A new version of the so-called “love hormone” oxytocin has been created by scientists in the hope it could be used to treat conditions such as anxiety and schizophrenia.
Oxytocin molecules have all sorts of functions in the human body. They bind with receptors in the brain and in doing so influence maternal care, social interactions and stress and anxiety levels. T he hormone also has a role in controlling women going into labour.
The new substance is thought to have the potential to induce fewer of the side effects currently associated with oxytocin treatment.
"The downside to oxytocin is that it activates a number of receptors, some of which can lead to unwanted side effects," said Dr Markus Muttenthaler, a medicinal chemist at the University of Queensland, who led the research.
Oxytocin’s many functions mean that it has medicinal value. During labour, for example, women may be offered an oxytocin drip to make their contractions stronger.
However, if used at high levels this treatment can cause unpleasant side effects such as cardiovascular problems or uterine rupture.
The hormone has also been suggested as a treatment for various conditions including anxiety, depression, addiction, anorexia and schizophrenia owing to its ability to promote social and bonding behaviour.
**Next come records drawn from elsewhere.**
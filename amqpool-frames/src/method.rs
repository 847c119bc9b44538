//! Implements the connection and channel class methods
//!
//! Only the methods the proxy itself takes part in are parsed into structs;
//! everything else (basic, exchange, queue, tx, confirm, ...) is carried as
//! an opaque [`Method::Other`] and forwarded byte-for-byte.

use bytes::{Buf, BufMut, Bytes, BytesMut};

use crate::error::Error;
use crate::table::{
    put_longstr, put_shortstr, take_longstr, take_shortstr, take_u16, take_u32, take_u8,
    FieldTable,
};

/// Class id of the connection class
pub const CLASS_CONNECTION: u16 = 10;

/// Class id of the channel class
pub const CLASS_CHANNEL: u16 = 20;

const CONNECTION_START: u16 = 10;
const CONNECTION_START_OK: u16 = 11;
const CONNECTION_TUNE: u16 = 30;
const CONNECTION_TUNE_OK: u16 = 31;
const CONNECTION_OPEN: u16 = 40;
const CONNECTION_OPEN_OK: u16 = 41;
const CONNECTION_CLOSE: u16 = 50;
const CONNECTION_CLOSE_OK: u16 = 51;

const CHANNEL_OPEN: u16 = 10;
const CHANNEL_OPEN_OK: u16 = 11;
const CHANNEL_CLOSE: u16 = 40;
const CHANNEL_CLOSE_OK: u16 = 41;

/// Reply code for a successful, deliberate close
pub const REPLY_SUCCESS: u16 = 200;

/// Reply code for a connection forced closed by an operator or intermediary
pub const REPLY_CONNECTION_FORCED: u16 = 320;

/// Reply code for a method the peer sent in an invalid context
pub const REPLY_COMMAND_INVALID: u16 = 503;

/// Reply code for a frame on a channel that is not open
pub const REPLY_CHANNEL_ERROR: u16 = 504;

/// Reply code for an operation the server refuses on policy grounds
pub const REPLY_NOT_ALLOWED: u16 = 530;

/// Connection.Start arguments
#[derive(Debug, Clone, PartialEq)]
pub struct Start {
    /// Protocol major version
    pub version_major: u8,
    /// Protocol minor version
    pub version_minor: u8,
    /// Server properties, including the capability table
    pub server_properties: FieldTable,
    /// Space-separated SASL mechanisms
    pub mechanisms: Bytes,
    /// Space-separated message locales
    pub locales: Bytes,
}

impl Start {
    /// The mechanisms long-string split on spaces
    pub fn mechanism_list(&self) -> impl Iterator<Item = &[u8]> {
        self.mechanisms.split(|b| *b == b' ').filter(|m| !m.is_empty())
    }
}

/// Connection.StartOk arguments
#[derive(Debug, Clone, PartialEq)]
pub struct StartOk {
    /// Client properties
    pub client_properties: FieldTable,
    /// Selected SASL mechanism
    pub mechanism: String,
    /// Opaque SASL response; layout depends on the mechanism
    pub response: Bytes,
    /// Selected locale
    pub locale: String,
}

/// Connection.Tune / Connection.TuneOk arguments
#[derive(Debug, Clone, Copy, PartialEq)]
pub struct Tune {
    /// Highest channel number the peer accepts; 0 means no limit
    pub channel_max: u16,
    /// Largest frame size the peer accepts; 0 means no limit
    pub frame_max: u32,
    /// Desired heartbeat delay in seconds; 0 disables heartbeats
    pub heartbeat: u16,
}

/// Connection.TuneOk shares the Tune argument layout
pub type TuneOk = Tune;

/// Connection.Open arguments
#[derive(Debug, Clone, PartialEq)]
pub struct Open {
    /// Virtual host to open
    pub virtual_host: String,
    /// Reserved (capabilities in 0-9)
    pub capabilities: String,
    /// Reserved (insist in 0-9)
    pub insist: bool,
}

impl Open {
    /// Creates an Open for a virtual host with the reserved fields zeroed
    pub fn new(virtual_host: impl Into<String>) -> Self {
        Self {
            virtual_host: virtual_host.into(),
            capabilities: String::new(),
            insist: false,
        }
    }
}

/// Connection.OpenOk arguments
#[derive(Debug, Clone, Default, PartialEq)]
pub struct OpenOk {
    /// Reserved (known-hosts in 0-9)
    pub known_hosts: String,
}

/// Connection.Close and Channel.Close arguments
#[derive(Debug, Clone, PartialEq)]
pub struct Close {
    /// Reply code
    pub reply_code: u16,
    /// Human-readable reason
    pub reply_text: String,
    /// Class of the method that caused the close, or 0
    pub class_id: u16,
    /// Method that caused the close, or 0
    pub method_id: u16,
}

impl Close {
    /// Creates a close with no failing method attributed
    pub fn new(reply_code: u16, reply_text: impl Into<String>) -> Self {
        Self {
            reply_code,
            reply_text: reply_text.into(),
            class_id: 0,
            method_id: 0,
        }
    }
}

/// A decoded method frame payload
#[derive(Debug, Clone, PartialEq)]
pub enum Method {
    /// Connection.Start
    Start(Start),
    /// Connection.StartOk
    StartOk(StartOk),
    /// Connection.Tune
    Tune(Tune),
    /// Connection.TuneOk
    TuneOk(TuneOk),
    /// Connection.Open
    Open(Open),
    /// Connection.OpenOk
    OpenOk(OpenOk),
    /// Connection.Close
    Close(Close),
    /// Connection.CloseOk
    CloseOk,
    /// Channel.Open; the only argument is reserved
    ChannelOpen,
    /// Channel.OpenOk; the only argument is reserved
    ChannelOpenOk,
    /// Channel.Close
    ChannelClose(Close),
    /// Channel.CloseOk
    ChannelCloseOk,
    /// Any other method, kept as raw argument octets for pass-through
    Other {
        /// Class id on the wire
        class_id: u16,
        /// Method id on the wire
        method_id: u16,
        /// Raw argument octets
        arguments: Bytes,
    },
}

impl Method {
    /// Decodes a METHOD frame payload
    pub fn decode(mut buf: Bytes) -> Result<Self, Error> {
        let class_id = take_u16(&mut buf)?;
        let method_id = take_u16(&mut buf)?;

        let method = match (class_id, method_id) {
            (CLASS_CONNECTION, CONNECTION_START) => Self::Start(Start {
                version_major: take_u8(&mut buf)?,
                version_minor: take_u8(&mut buf)?,
                server_properties: FieldTable::decode(&mut buf)?,
                mechanisms: take_longstr(&mut buf)?,
                locales: take_longstr(&mut buf)?,
            }),
            (CLASS_CONNECTION, CONNECTION_START_OK) => Self::StartOk(StartOk {
                client_properties: FieldTable::decode(&mut buf)?,
                mechanism: take_shortstr(&mut buf)?,
                response: take_longstr(&mut buf)?,
                locale: take_shortstr(&mut buf)?,
            }),
            (CLASS_CONNECTION, CONNECTION_TUNE) => Self::Tune(decode_tune(&mut buf)?),
            (CLASS_CONNECTION, CONNECTION_TUNE_OK) => Self::TuneOk(decode_tune(&mut buf)?),
            (CLASS_CONNECTION, CONNECTION_OPEN) => {
                let virtual_host = take_shortstr(&mut buf)?;
                // the reserved trailing fields are absent in some 0-9-0 clients
                let capabilities = if buf.has_remaining() {
                    take_shortstr(&mut buf)?
                } else {
                    String::new()
                };
                let insist = if buf.has_remaining() {
                    take_u8(&mut buf)? & 0x01 != 0
                } else {
                    false
                };
                Self::Open(Open {
                    virtual_host,
                    capabilities,
                    insist,
                })
            }
            (CLASS_CONNECTION, CONNECTION_OPEN_OK) => {
                let known_hosts = if buf.has_remaining() {
                    take_shortstr(&mut buf)?
                } else {
                    String::new()
                };
                Self::OpenOk(OpenOk { known_hosts })
            }
            (CLASS_CONNECTION, CONNECTION_CLOSE) => Self::Close(decode_close(&mut buf)?),
            (CLASS_CONNECTION, CONNECTION_CLOSE_OK) => Self::CloseOk,
            (CLASS_CHANNEL, CHANNEL_OPEN) => {
                if buf.has_remaining() {
                    take_shortstr(&mut buf)?;
                }
                Self::ChannelOpen
            }
            (CLASS_CHANNEL, CHANNEL_OPEN_OK) => {
                if buf.has_remaining() {
                    take_longstr(&mut buf)?;
                }
                Self::ChannelOpenOk
            }
            (CLASS_CHANNEL, CHANNEL_CLOSE) => Self::ChannelClose(decode_close(&mut buf)?),
            (CLASS_CHANNEL, CHANNEL_CLOSE_OK) => Self::ChannelCloseOk,
            _ => Self::Other {
                class_id,
                method_id,
                arguments: buf,
            },
        };
        Ok(method)
    }

    /// Encodes the method as a METHOD frame payload
    pub fn encode(&self, dst: &mut BytesMut) -> Result<(), Error> {
        match self {
            Self::Start(start) => {
                put_method_ids(dst, CLASS_CONNECTION, CONNECTION_START);
                dst.put_u8(start.version_major);
                dst.put_u8(start.version_minor);
                start.server_properties.encode(dst)?;
                put_longstr(dst, &start.mechanisms);
                put_longstr(dst, &start.locales);
            }
            Self::StartOk(start_ok) => {
                put_method_ids(dst, CLASS_CONNECTION, CONNECTION_START_OK);
                start_ok.client_properties.encode(dst)?;
                put_shortstr(dst, &start_ok.mechanism)?;
                put_longstr(dst, &start_ok.response);
                put_shortstr(dst, &start_ok.locale)?;
            }
            Self::Tune(tune) => {
                put_method_ids(dst, CLASS_CONNECTION, CONNECTION_TUNE);
                encode_tune(tune, dst);
            }
            Self::TuneOk(tune_ok) => {
                put_method_ids(dst, CLASS_CONNECTION, CONNECTION_TUNE_OK);
                encode_tune(tune_ok, dst);
            }
            Self::Open(open) => {
                put_method_ids(dst, CLASS_CONNECTION, CONNECTION_OPEN);
                put_shortstr(dst, &open.virtual_host)?;
                put_shortstr(dst, &open.capabilities)?;
                dst.put_u8(open.insist as u8);
            }
            Self::OpenOk(open_ok) => {
                put_method_ids(dst, CLASS_CONNECTION, CONNECTION_OPEN_OK);
                put_shortstr(dst, &open_ok.known_hosts)?;
            }
            Self::Close(close) => {
                put_method_ids(dst, CLASS_CONNECTION, CONNECTION_CLOSE);
                encode_close(close, dst)?;
            }
            Self::CloseOk => put_method_ids(dst, CLASS_CONNECTION, CONNECTION_CLOSE_OK),
            Self::ChannelOpen => {
                put_method_ids(dst, CLASS_CHANNEL, CHANNEL_OPEN);
                put_shortstr(dst, "")?;
            }
            Self::ChannelOpenOk => {
                put_method_ids(dst, CLASS_CHANNEL, CHANNEL_OPEN_OK);
                put_longstr(dst, b"");
            }
            Self::ChannelClose(close) => {
                put_method_ids(dst, CLASS_CHANNEL, CHANNEL_CLOSE);
                encode_close(close, dst)?;
            }
            Self::ChannelCloseOk => put_method_ids(dst, CLASS_CHANNEL, CHANNEL_CLOSE_OK),
            Self::Other {
                class_id,
                method_id,
                arguments,
            } => {
                put_method_ids(dst, *class_id, *method_id);
                dst.put_slice(arguments);
            }
        }
        Ok(())
    }

    /// The wire class id of this method
    pub fn class_id(&self) -> u16 {
        match self {
            Self::Start(_)
            | Self::StartOk(_)
            | Self::Tune(_)
            | Self::TuneOk(_)
            | Self::Open(_)
            | Self::OpenOk(_)
            | Self::Close(_)
            | Self::CloseOk => CLASS_CONNECTION,
            Self::ChannelOpen
            | Self::ChannelOpenOk
            | Self::ChannelClose(_)
            | Self::ChannelCloseOk => CLASS_CHANNEL,
            Self::Other { class_id, .. } => *class_id,
        }
    }
}

fn put_method_ids(dst: &mut BytesMut, class_id: u16, method_id: u16) {
    dst.put_u16(class_id);
    dst.put_u16(method_id);
}

fn decode_tune(buf: &mut Bytes) -> Result<Tune, Error> {
    Ok(Tune {
        channel_max: take_u16(buf)?,
        frame_max: take_u32(buf)?,
        heartbeat: take_u16(buf)?,
    })
}

fn encode_tune(tune: &Tune, dst: &mut BytesMut) {
    dst.put_u16(tune.channel_max);
    dst.put_u32(tune.frame_max);
    dst.put_u16(tune.heartbeat);
}

fn decode_close(buf: &mut Bytes) -> Result<Close, Error> {
    Ok(Close {
        reply_code: take_u16(buf)?,
        reply_text: take_shortstr(buf)?,
        class_id: take_u16(buf)?,
        method_id: take_u16(buf)?,
    })
}

fn encode_close(close: &Close, dst: &mut BytesMut) -> Result<(), Error> {
    dst.put_u16(close.reply_code);
    put_shortstr(dst, &close.reply_text)?;
    dst.put_u16(close.class_id);
    dst.put_u16(close.method_id);
    Ok(())
}

#[cfg(test)]
mod tests {
    use bytes::{Bytes, BytesMut};

    use super::{Close, Method, Start, Tune};
    use crate::table::{FieldTable, FieldValue};

    fn round_trip(method: Method) -> Method {
        let mut dst = BytesMut::new();
        method.encode(&mut dst).unwrap();
        Method::decode(dst.freeze()).unwrap()
    }

    #[test]
    fn start_round_trip() {
        let mut server_properties = FieldTable::new();
        server_properties.insert("product", FieldValue::long_string("amqpool"));
        let start = Start {
            version_major: 0,
            version_minor: 9,
            server_properties,
            mechanisms: Bytes::from_static(b"PLAIN AMQPLAIN"),
            locales: Bytes::from_static(b"en_US"),
        };
        assert_eq!(round_trip(Method::Start(start.clone())), Method::Start(start));
    }

    #[test]
    fn mechanism_list_splits_on_spaces() {
        let start = Start {
            version_major: 0,
            version_minor: 9,
            server_properties: FieldTable::new(),
            mechanisms: Bytes::from_static(b"PLAIN AMQPLAIN"),
            locales: Bytes::from_static(b"en_US"),
        };
        let list: Vec<_> = start.mechanism_list().collect();
        assert_eq!(list, vec![b"PLAIN".as_slice(), b"AMQPLAIN".as_slice()]);
    }

    #[test]
    fn tune_round_trip() {
        let tune = Tune {
            channel_max: 2047,
            frame_max: 131072,
            heartbeat: 60,
        };
        assert_eq!(round_trip(Method::Tune(tune)), Method::Tune(tune));
    }

    #[test]
    fn close_round_trip() {
        let close = Close::new(320, "CONNECTION_FORCED - shutting down");
        assert_eq!(
            round_trip(Method::ChannelClose(close.clone())),
            Method::ChannelClose(close)
        );
    }

    #[test]
    fn unknown_method_keeps_raw_arguments() {
        // basic.publish (60, 40) with a few argument octets
        let mut payload = BytesMut::new();
        payload.extend_from_slice(&60u16.to_be_bytes());
        payload.extend_from_slice(&40u16.to_be_bytes());
        payload.extend_from_slice(&[0, 0, 0, 5, b'q', 1]);
        let raw = payload.freeze();

        let method = Method::decode(raw.clone()).unwrap();
        match &method {
            Method::Other {
                class_id,
                method_id,
                arguments,
            } => {
                assert_eq!((*class_id, *method_id), (60, 40));
                assert_eq!(arguments.as_ref(), &raw[4..]);
            }
            other => panic!("expected Other, got {:?}", other),
        }

        let mut encoded = BytesMut::new();
        method.encode(&mut encoded).unwrap();
        assert_eq!(encoded.freeze(), raw);
    }

    #[test]
    fn truncated_close_is_an_error() {
        let mut payload = BytesMut::new();
        payload.extend_from_slice(&10u16.to_be_bytes());
        payload.extend_from_slice(&50u16.to_be_bytes());
        payload.extend_from_slice(&[0x01]); // half a reply code
        assert!(Method::decode(payload.freeze()).is_err());
    }
}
But the dangerous side effects associated with oxytocin make application in humans difficult.
The new substance – outlined in a new paper in the journal Science Signaling, could provide a viable alternative.
"The new compound we have developed is just as potent as oxytocin, but shows improved selectivity for the oxytocin receptor, potentially reducing dangerous side effects,” said Dr Muttenthaler.
The research team tested their compound, a version of oxytocin with “subtle modifications”, on mice, and found their test subjects overcame social fear rapidly.
This suggests a potential role in treating conditions that are characterised by such fear.
“As a researcher specialising in oxytocin and mental health, I welcome the development of selective oxytocin receptor agonist,” said Dr Alexis Bailey, a neuropharmacologist at St George’s University of London who was not involved in the study.
He added that there is “good evidence” for the benefits of oxytocin in some conditions where few other treatments are available, such as autism, but he noted more research is required to determine the medicinal potential of both oxytocin and synthetic oxytocin for mental health issues.
Dr Arianna Di Florio, a psychiatrist at Cardiff University, agreed that knowledge of the potential benefits of oxytocin is still in its early days.
“There is hype because it is a very interesting molecule,” she said. But she pointed out that it is "not clinical practice" and "there is no robust evidence that supports it in everyday use.”
She said that while side effects are one issue, a bigger problem might be the fact that the beneficial effects of oxytocin use in people with anxiety disorders could also result from the placebo effect. This would mean oxytocin has far less value as a medicine.
Nevertheless, Dr Muttenthaler and his colleagues are looking to improve the drug properties of their new substance, and carry out more extensive studies of its therapeutic potential.
"The new compound is not only a promising lead for future treatments but also important for understanding the role of the oxytocin receptor in health and disease,” he said.